Previsão de resposta ao tratamento: o estudo PARADIGM sobre o câncer de próstata
O ctDNA permite prever a eficácia de um tratamento em seis a doze semanas, muito antes das tomografias de controle ou da dosagem do PSA. É o que demonstra o estudo britânico PARADIGM, realizado em quatorze hospitais, em pacientes com câncer de próstata metastático.
O princípio é direto: mede-se o ctDNA antes e durante o tratamento de primeira linha. Quando o ctDNA se torna indetectável sob tratamento, a taxa de sobrevivência em dois anos atinge 85 %. Nos pacientes em que o ctDNA permanece detectável, essa taxa cai cerca de metade.
Essa abordagem modifica a temporalidade da decisão terapêutica. Em vez de esperar vários meses e uma tomografia para constatar uma progressão, o oncologista dispõe de um sinal molecular precoce que orienta a escolha de continuar ou mudar a linha de tratamento. O acompanhamento médio do estudo ultrapassa três anos, o que reforça a solidez dos resultados.
Mutations ESR1 e câncer de mama metastático: adaptar o tratamento por meio de coleta de sangue
No câncer de mama metastático hormonodependente, a pesquisa de mutações do gene ESR1 por biópsia líquida ilustra um uso já operacional. Essas mutações conferem resistência aos tratamentos com inibidores da aromatase, e sua detecção no sangue permite adaptar mais cedo a estratégia terapêutica.
O interesse dessa abordagem reside em sua repetibilidade. Uma biópsia tecidual é restritiva, às vezes arriscada, e reflete apenas um ponto geográfico do tumor. A coleta de sangue, por sua vez, captura a heterogeneidade tumoral: as mutações presentes em diferentes localizações metastáticas são encontradas no ctDNA circulante.
Essa aplicação vai além da simples triagem. A coleta de sangue torna-se uma ferramenta de condução terapêutica em tempo real, não apenas um meio de estabelecer um diagnóstico inicial.
Marcadores tumorais clássicos no exame de sangue: o que eles detectam e o que eles perdem
Os marcadores tumorais séricos (PSA, CA 19-9, CA 125, ACE, AFP) continuam presentes na prática diária. Sua dosagem integra-se em um exame de sangue orientado pela clínica ou pelo acompanhamento pós-tratamento.

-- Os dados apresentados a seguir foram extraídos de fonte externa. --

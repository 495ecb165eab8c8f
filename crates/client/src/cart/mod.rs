//! Cart store: the local mirror of the remote cart.
//!
//! # Contract
//!
//! - Every operation needs an active session; without one it returns
//!   [`CartError::AuthRequired`] and signals login-required
//! - Successful mutations replace the whole local cart with the server's
//!   response. Nothing is merged or predicted locally
//! - Failed mutations leave the cart as it was; only `fetch_cart` empties it
//! - One operation at a time: an overlapping call is rejected with
//!   [`CartError::Busy`] instead of queued

mod store;

pub use store::{CartState, CartStore};

use thiserror::Error;

use crate::api::ApiError;
use crate::session::SessionError;

/// Errors that can occur in cart operations.
#[derive(Debug, Error)]
pub enum CartError {
    /// No active session, or the API rejected the credential.
    #[error("Authentication required")]
    AuthRequired,

    /// Another cart operation is still in flight.
    #[error("Another cart update is in progress")]
    Busy,

    /// Quantity must be at least one.
    #[error("Invalid quantity: {0}")]
    InvalidQuantity(u32),

    /// The API call failed.
    #[error(transparent)]
    Api(#[from] ApiError),
}

impl CartError {
    /// Message suitable for showing to an end user.
    #[must_use]
    pub fn user_message(&self) -> String {
        match self {
            Self::AuthRequired => "Please log in to use your cart.".to_string(),
            Self::Busy => "Please wait for the current cart update to finish.".to_string(),
            Self::InvalidQuantity(_) => "Quantity must be at least 1.".to_string(),
            Self::Api(err) => err.user_message(),
        }
    }
}

impl From<SessionError> for CartError {
    fn from(_: SessionError) -> Self {
        Self::AuthRequired
    }
}

#[cfg(test)]
mod tests {
    use super::*;

    #[test]
    fn test_cart_error_messages() {
        assert_eq!(CartError::InvalidQuantity(0).to_string(), "Invalid quantity: 0");
        assert_eq!(
            CartError::AuthRequired.user_message(),
            "Please log in to use your cart."
        );
        let api = CartError::Api(ApiError::Status {
            status: 400,
            message: "Insufficient stock".to_string(),
        });
        assert_eq!(api.to_string(), "HTTP 400: Insufficient stock");
        assert_eq!(api.user_message(), "Insufficient stock");
    }
}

- O PSA é utilizado no acompanhamento do câncer de próstata, mas sua especificidade na triagem primária continua a ser debatida devido a muitos falsos positivos relacionados a patologias benignas
- O CA 125 intervém no acompanhamento dos cânceres ovarianos, raramente em primeira intenção diagnóstica
- O ACE serve principalmente para o acompanhamento dos cânceres colorretais sob tratamento, não para triagem
Esses marcadores não são testes de triagem autônomos. Uma elevação isolada de um marcador tumoral sem contexto clínico não tem valor diagnóstico confiável. É sua cinética (evolução ao longo do tempo) que traz uma informação explorável, especialmente para detectar uma recidiva.
A NFS (contagem de células sanguíneas) às vezes revela anomalias sugestivas de hemopatias malignas (leucemias, linfomas), mas, novamente, nenhum resultado de exame de sangue estabelece sozinho um diagnóstico de câncer. O exame anatomopatológico continua sendo a referência.
A convergência entre marcadores clássicos, biópsia líquida e imagem delineia um percurso diagnóstico cada vez mais estratificado. A coleta de sangue nunca teve tanto peso nas decisões oncológicas, desde que se respeitem os limites de cada ferramenta e não se confunda sinal molecular com diagnóstico confirmado.